The News Where You Are by Catherine O’Flynn (Holt Paperbacks; $15.00; 250 pages)

“The greatest thing you’ll ever learn is to love and be loved in return.”

This is an interesting and slyly engaging novel built around the theme that people never quite get what they want  out of life.   The story tells the tale of Frank Allcroft, a TV news anchorman working in his home town of Birmingham, England.   Frank appears to have everything possible in life – a great and glamorous job (one that makes people want to buy him his drinks), a beautiful and intelligent wife, and a bright, inquisitive and strangely optimistic daughter.   But things are unraveling at the seams.   His idol Phil, his predecessor in the anchor chair has died under mysterious circumstances; his late architect father’s buildings are being torn down; and his mother wants to be left alone to die in an assisted-living facility.

It seems that Frank will only be able to shake his malaise if he manages to figure out the details of Phil’s death.   Was it an accident, a suicide or something else?   Phil was always a positive extrovert but in the weeks before his death he was tearful and gloomy, drinking too much and telling his co-workers how much he loved them.   Something just doesn’t add up.
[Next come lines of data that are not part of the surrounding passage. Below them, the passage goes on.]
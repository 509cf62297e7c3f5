//! Regression analysis.
//!
//! Ordinary least squares for straight lines and polynomials of any degree,
//! with fitted values, residuals, R² and (for lines) Pearson's r.
//!
//! Coefficients are stored lowest power first: `[β₀, β₁, …, β_d]` for
//! ŷ = β₀ + β₁x + … + β_d x^d.
//!
//! # Examples
//!
//! ```
//! use u_inference::data::Sample;
//! use u_inference::regression::linear_regression;
//!
//! let x = Sample::new(vec![1.0, 2.0, 3.0, 4.0, 5.0]).unwrap();
//! let y = Sample::new(vec![2.1, 3.9, 6.1, 7.9, 10.1]).unwrap();
//! let model = linear_regression(&x, &y).unwrap();
//! assert!((model.coefficients[1] - 2.0).abs() < 1e-10);
//! assert!(model.r_squared > 0.99);
//! assert_eq!(model.equation(), "y = 2.0000x + 0.0200");
//! ```

use crate::data::Sample;
use crate::error::{InferenceError, Result};
use crate::linalg::{qr_least_squares, Matrix};

/// Which fit produced a [`RegressionModel`].
#[derive(Debug, Clone, Copy, PartialEq, Eq)]
#[cfg_attr(feature = "serde", derive(serde::Serialize, serde::Deserialize))]
#[cfg_attr(feature = "serde", serde(rename_all = "camelCase"))]
pub enum RegressionKind {
    Linear,
    Polynomial,
}

/// A fitted least-squares model. Immutable after fitting.
#[derive(Debug, Clone, PartialEq)]
#[cfg_attr(feature = "serde", derive(serde::Serialize, serde::Deserialize))]
#[cfg_attr(feature = "serde", serde(rename_all = "camelCase"))]
pub struct RegressionModel {
    /// Fit that produced the model.
    pub kind: RegressionKind,
    /// Polynomial degree (1 for a line).
    pub degree: usize,
    /// Coefficients, lowest power first.
    pub coefficients: Vec<f64>,
    /// ŷᵢ, index-aligned with the training inputs.
    pub fitted: Vec<f64>,
    /// yᵢ − ŷᵢ, index-aligned with the training inputs.
    pub residuals: Vec<f64>,
    /// Coefficient of determination 1 − SS_res/SS_tot.
    pub r_squared: f64,
    /// Pearson correlation of x and y. Linear fits only; `None` when y is
    /// constant.
    pub correlation: Option<f64>,
}

impl RegressionModel {
    /// Evaluates the fitted polynomial at `x` (Horner's scheme).
    pub fn predict(&self, x: f64) -> f64 {
        self.coefficients
            .iter()
            .rev()
            .fold(0.0, |acc, &c| acc * x + c)
    }

    /// Evaluates the fitted polynomial at every point of `xs`.
    pub fn predict_many(&self, xs: &[f64]) -> Vec<f64> {
        xs.iter().map(|&x| self.predict(x)).collect()
    }

    /// Intercept β₀.
    pub fn intercept(&self) -> f64 {
        self.coefficients[0]
    }

    /// Renders the model as `y = …`, highest power first, four decimals.
    ///
    /// ```
    /// # use u_inference::regression::{RegressionKind, RegressionModel};
    /// let m = RegressionModel {
    ///     kind: RegressionKind::Polynomial,
    ///     degree: 2,
    ///     coefficients: vec![0.25, -3.0, 1.5],
    ///     fitted: vec![],
    ///     residuals: vec![],
    ///     r_squared: 1.0,
    ///     correlation: None,
    /// };
    /// assert_eq!(m.equation(), "y = 1.5000x^2 - 3.0000x + 0.2500");
    /// ```
    pub fn equation(&self) -> String {
        let mut out = String::from("y = ");
        for (power, &c) in self.coefficients.iter().enumerate().rev() {
            let rounded = format!("{:.4}", c.abs());
            let negative = c < 0.0 && rounded != "0.0000";
            let first = power + 1 == self.coefficients.len();
            match (first, negative) {
                (true, true) => out.push('-'),
                (true, false) => {}
                (false, true) => out.push_str(" - "),
                (false, false) => out.push_str(" + "),
            }
            out.push_str(&rounded);
            match power {
                0 => {}
                1 => out.push('x'),
                p => out.push_str(&format!("x^{p}")),
            }
        }
        out
    }
}

// ---------------------------------------------------------------------------
// Fitting
// ---------------------------------------------------------------------------

/// Simple linear regression y = β₀ + β₁x (OLS closed form).
///
/// # Algorithm
///
/// β₁ = Sxy / Sxx, β₀ = ȳ − β₁x̄, r = Sxy / √(Sxx·Syy).
///
/// # Errors
///
/// - [`InferenceError::Validation`] if `x` and `y` differ in length or
///   have fewer than 2 points.
/// - [`InferenceError::Computation`] if `x` is constant.
///
/// # References
///
/// Draper & Smith (1998). "Applied Regression Analysis", 3rd edition.
pub fn linear_regression(x: &Sample, y: &Sample) -> Result<RegressionModel> {
    check_pairs(x, y, 2)?;
    let xm = x.mean();
    let ym = y.mean();
    let (mut sxx, mut sxy, mut syy) = (0.0, 0.0, 0.0);
    for (&xi, &yi) in x.values().iter().zip(y.values()) {
        let dx = xi - xm;
        let dy = yi - ym;
        sxx += dx * dx;
        sxy += dx * dy;
        syy += dy * dy;
    }
    if sxx == 0.0 {
        return Err(InferenceError::computation(
            "x has zero variance; the slope is undefined",
        ));
    }
    let slope = sxy / sxx;
    let intercept = ym - slope * xm;
    let correlation = (syy > 0.0).then(|| (sxy / (sxx * syy).sqrt()).clamp(-1.0, 1.0));

    let model = finish(
        RegressionKind::Linear,
        1,
        vec![intercept, slope],
        x,
        y,
        correlation,
    )?;
    log::trace!("linear fit: {} (R² = {:.6})", model.equation(), model.r_squared);
    Ok(model)
}

/// Least-squares polynomial of the given degree.
///
/// # Algorithm
///
/// Builds the n × (d+1) Vandermonde matrix Vᵢⱼ = xᵢʲ and solves
/// min ‖Vβ − y‖₂ by Householder QR.
///
/// # Errors
///
/// - [`InferenceError::Config`] if `degree` is 0.
/// - [`InferenceError::Validation`] if the lengths differ or there are
///   fewer than `degree + 1` points.
/// - [`InferenceError::Computation`] if the design matrix is singular
///   (fewer distinct x values than coefficients).
///
/// # Examples
///
/// ```
/// use u_inference::data::Sample;
/// use u_inference::regression::polynomial_regression;
///
/// let x = Sample::new((0..6).map(f64::from).collect()).unwrap();
/// let y = Sample::new(x.values().iter().map(|v| v * v - 2.0 * v + 1.0).collect()).unwrap();
/// let model = polynomial_regression(&x, &y, 2).unwrap();
/// assert!((model.coefficients[2] - 1.0).abs() < 1e-9);
/// assert!((model.r_squared - 1.0).abs() < 1e-12);
/// ```
pub fn polynomial_regression(x: &Sample, y: &Sample, degree: usize) -> Result<RegressionModel> {
    if degree == 0 {
        return Err(InferenceError::config("polynomial degree must be at least 1"));
    }
    check_pairs(x, y, degree + 1)?;

    let n = x.len();
    let cols = degree + 1;
    let mut design = Vec::with_capacity(n * cols);
    for &xi in x.values() {
        let mut p = 1.0;
        for _ in 0..cols {
            design.push(p);
            p *= xi;
        }
    }
    crate::data::ensure_finite(&design, "design matrix")?;
    let coefficients = qr_least_squares(&Matrix::new(n, cols, design)?, y.values())?;

    let model = finish(RegressionKind::Polynomial, degree, coefficients, x, y, None)?;
    log::trace!(
        "degree {degree} fit: {} (R² = {:.6})",
        model.equation(),
        model.r_squared
    );
    Ok(model)
}

fn check_pairs(x: &Sample, y: &Sample, min_points: usize) -> Result<()> {
    if x.len() != y.len() {
        return Err(InferenceError::validation(format!(
            "x and y must have the same length ({} vs {})",
            x.len(),
            y.len()
        )));
    }
    if x.len() < min_points {
        return Err(InferenceError::validation(format!(
            "need at least {min_points} points to fit {} coefficients, got {}",
            min_points,
            x.len()
        )));
    }
    Ok(())
}

fn finish(
    kind: RegressionKind,
    degree: usize,
    coefficients: Vec<f64>,
    x: &Sample,
    y: &Sample,
    correlation: Option<f64>,
) -> Result<RegressionModel> {
    let mut model = RegressionModel {
        kind,
        degree,
        coefficients,
        fitted: Vec::new(),
        residuals: Vec::new(),
        r_squared: 0.0,
        correlation,
    };
    model.fitted = model.predict_many(x.values());
    model.residuals = y
        .values()
        .iter()
        .zip(&model.fitted)
        .map(|(yi, fi)| yi - fi)
        .collect();
    model.r_squared = r_squared(y, &model.residuals)?;
    Ok(model)
}

// R² = 1 − SS_res / SS_tot. A constant response is explained perfectly
// only when every residual vanishes.
fn r_squared(y: &Sample, residuals: &[f64]) -> Result<f64> {
    let ss_res: f64 = residuals.iter().map(|r| r * r).sum();
    let first = y.values()[0];
    if y.values().iter().all(|&v| v == first) {
        let tol = 1e-12 * first.abs().max(1.0);
        return if residuals.iter().all(|r| r.abs() <= tol) {
            Ok(1.0)
        } else {
            Err(InferenceError::computation(
                "y is constant but the fit leaves non-zero residuals; R² is undefined",
            ))
        };
    }
    let ym = y.mean();
    let ss_tot: f64 = y.values().iter().map(|&v| (v - ym).powi(2)).sum();
    Ok(1.0 - ss_res / ss_tot)
}

#[cfg(test)]
mod tests {
    use super::*;

    fn s(v: &[f64]) -> Sample {
        Sample::try_from(v).expect("valid sample")
    }

    fn line() -> (Sample, Sample) {
        let x: Vec<f64> = (1..=6).map(f64::from).collect();
        let y: Vec<f64> = x.iter().map(|v| 2.0 * v + 1.0).collect();
        (s(&x), s(&y))
    }

    #[test]
    fn exact_line() {
        let (x, y) = line();
        let m = linear_regression(&x, &y).expect("should compute");
        assert_eq!(m.kind, RegressionKind::Linear);
        assert!((m.coefficients[0] - 1.0).abs() < 1e-12);
        assert!((m.coefficients[1] - 2.0).abs() < 1e-12);
        assert!((m.r_squared - 1.0).abs() < 1e-12);
        assert!(m.residuals.iter().all(|r| r.abs() < 1e-12));
        assert!((m.correlation.unwrap() - 1.0).abs() < 1e-12);
        assert_eq!(m.equation(), "y = 2.0000x + 1.0000");
    }

    #[test]
    fn linear_and_degree_one_agree() {
        let (x, y) = line();
        let lin = linear_regression(&x, &y).unwrap();
        let poly = polynomial_regression(&x, &y, 1).unwrap();
        assert_eq!(poly.kind, RegressionKind::Polynomial);
        assert!(poly.correlation.is_none());
        for (a, b) in lin.coefficients.iter().zip(&poly.coefficients) {
            assert!((a - b).abs() < 1e-10, "{a} vs {b}");
        }
        assert!((poly.r_squared - 1.0).abs() < 1e-12);
        assert!(poly.residuals.iter().all(|r| r.abs() < 1e-10));
    }

    #[test]
    fn predict_reproduces_fitted() {
        let x = s(&[0.5, 1.7, 2.2, 3.9, 4.1, 6.0, 7.3]);
        let y = s(&[1.2, 0.4, 2.9, 3.3, 5.8, 4.9, 8.1]);
        for degree in 1..=3 {
            let m = polynomial_regression(&x, &y, degree).unwrap();
            assert_eq!(m.predict_many(x.values()), m.fitted);
        }
        let m = linear_regression(&x, &y).unwrap();
        assert_eq!(m.predict_many(x.values()), m.fitted);
    }

    #[test]
    fn quadratic_recovery() {
        let x = s(&[0.0, 1.0, 2.0, 3.0, 4.0, 5.0]);
        let y = s(&x
            .values()
            .iter()
            .map(|v| 1.5 * v * v - 3.0 * v + 0.25)
            .collect::<Vec<_>>());
        let m = polynomial_regression(&x, &y, 2).unwrap();
        assert!((m.coefficients[0] - 0.25).abs() < 1e-9);
        assert!((m.coefficients[1] + 3.0).abs() < 1e-9);
        assert!((m.coefficients[2] - 1.5).abs() < 1e-9);
        assert_eq!(m.equation(), "y = 1.5000x^2 - 3.0000x + 0.2500");
        assert!((m.predict(10.0) - 120.25).abs() < 1e-6);
    }

    #[test]
    fn noisy_line() {
        let x = s(&[1.0, 2.0, 3.0, 4.0, 5.0]);
        let y = s(&[2.1, 3.9, 6.1, 7.9, 10.1]);
        let m = linear_regression(&x, &y).unwrap();
        assert!((m.coefficients[1] - 2.0).abs() < 1e-10);
        assert!((m.intercept() - 0.02).abs() < 1e-10);
        assert!(m.r_squared > 0.99 && m.r_squared < 1.0);
        let sum: f64 = m.residuals.iter().sum();
        assert!(sum.abs() < 1e-10);
    }

    #[test]
    fn negative_leading_coefficient() {
        let x = s(&[0.0, 1.0, 2.0]);
        let y = s(&[1.0, -1.0, -3.0]);
        let m = linear_regression(&x, &y).unwrap();
        assert_eq!(m.equation(), "y = -2.0000x + 1.0000");
    }

    #[test]
    fn constant_response() {
        let m = linear_regression(&s(&[1.0, 2.0, 3.0]), &s(&[4.0, 4.0, 4.0])).unwrap();
        assert_eq!(m.r_squared, 1.0);
        assert!(m.correlation.is_none());
        assert_eq!(m.coefficients[1], 0.0);
    }

    #[test]
    fn fit_errors() {
        let x = s(&[1.0, 2.0, 3.0]);
        assert!(matches!(
            linear_regression(&x, &s(&[1.0, 2.0])),
            Err(InferenceError::Validation(_))
        ));
        assert!(matches!(
            linear_regression(&s(&[1.0]), &s(&[1.0])),
            Err(InferenceError::Validation(_))
        ));
        assert!(matches!(
            linear_regression(&s(&[2.0, 2.0, 2.0]), &x),
            Err(InferenceError::Computation(_))
        ));
        assert!(matches!(
            polynomial_regression(&x, &x, 0),
            Err(InferenceError::Config(_))
        ));
        assert!(matches!(
            polynomial_regression(&x, &x, 3),
            Err(InferenceError::Validation(_))
        ));
        assert!(matches!(
            polynomial_regression(&s(&[1.0, 1.0, 2.0, 2.0]), &s(&[1.0, 2.0, 3.0, 4.0]), 2),
            Err(InferenceError::Computation(_))
        ));
    }
}

#[cfg(test)]
mod proptests {
    use super::*;
    use proptest::prelude::*;

    proptest! {
        #[test]
        fn residuals_sum_to_zero(
            pts in proptest::collection::vec((-10.0f64..10.0, -10.0f64..10.0), 3..=30),
        ) {
            let (xs, ys): (Vec<f64>, Vec<f64>) = pts.into_iter().unzip();
            let x = Sample::new(xs).unwrap();
            let y = Sample::new(ys).unwrap();
            if x.variance().unwrap() > 1e-6 {
                let m = linear_regression(&x, &y).unwrap();
                let sum: f64 = m.residuals.iter().sum();
                prop_assert!(sum.abs() < 1e-8, "Σr = {}", sum);
                prop_assert!(m.r_squared <= 1.0 + 1e-12);
                if let Some(r) = m.correlation {
                    prop_assert!((r * r - m.r_squared).abs() < 1e-8);
                }
            }
        }
    }
}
Frank likely saw Phil as a second father, one whose death brings back all of his memories of his father’s passing only a month after a professional setback.   Frank’s now seeing that nothing in life lasts, and the promise of a better future appears to be quickly diminishing in line with his own aging (he can no longer see to drive at night).   Yet, just when the reader sees that he or she has this one all figured out, O’Flynn puts in some sharp curves on what’s been an otherwise straight drive.   We learn the shocking truth behind Phil’s death as we see that, for some, life offers new rewards, gifts.

The reader receives the message from O’Flynn that some people never recover from a death; it’s a harsh fact of life.   “He’s never once felt Elsie’s presence since she died.   He watched the last breath leave her body and then the world changed.   She was gone.   He feels her presence all the time…  He understands now.   Our absence is what remains of us.”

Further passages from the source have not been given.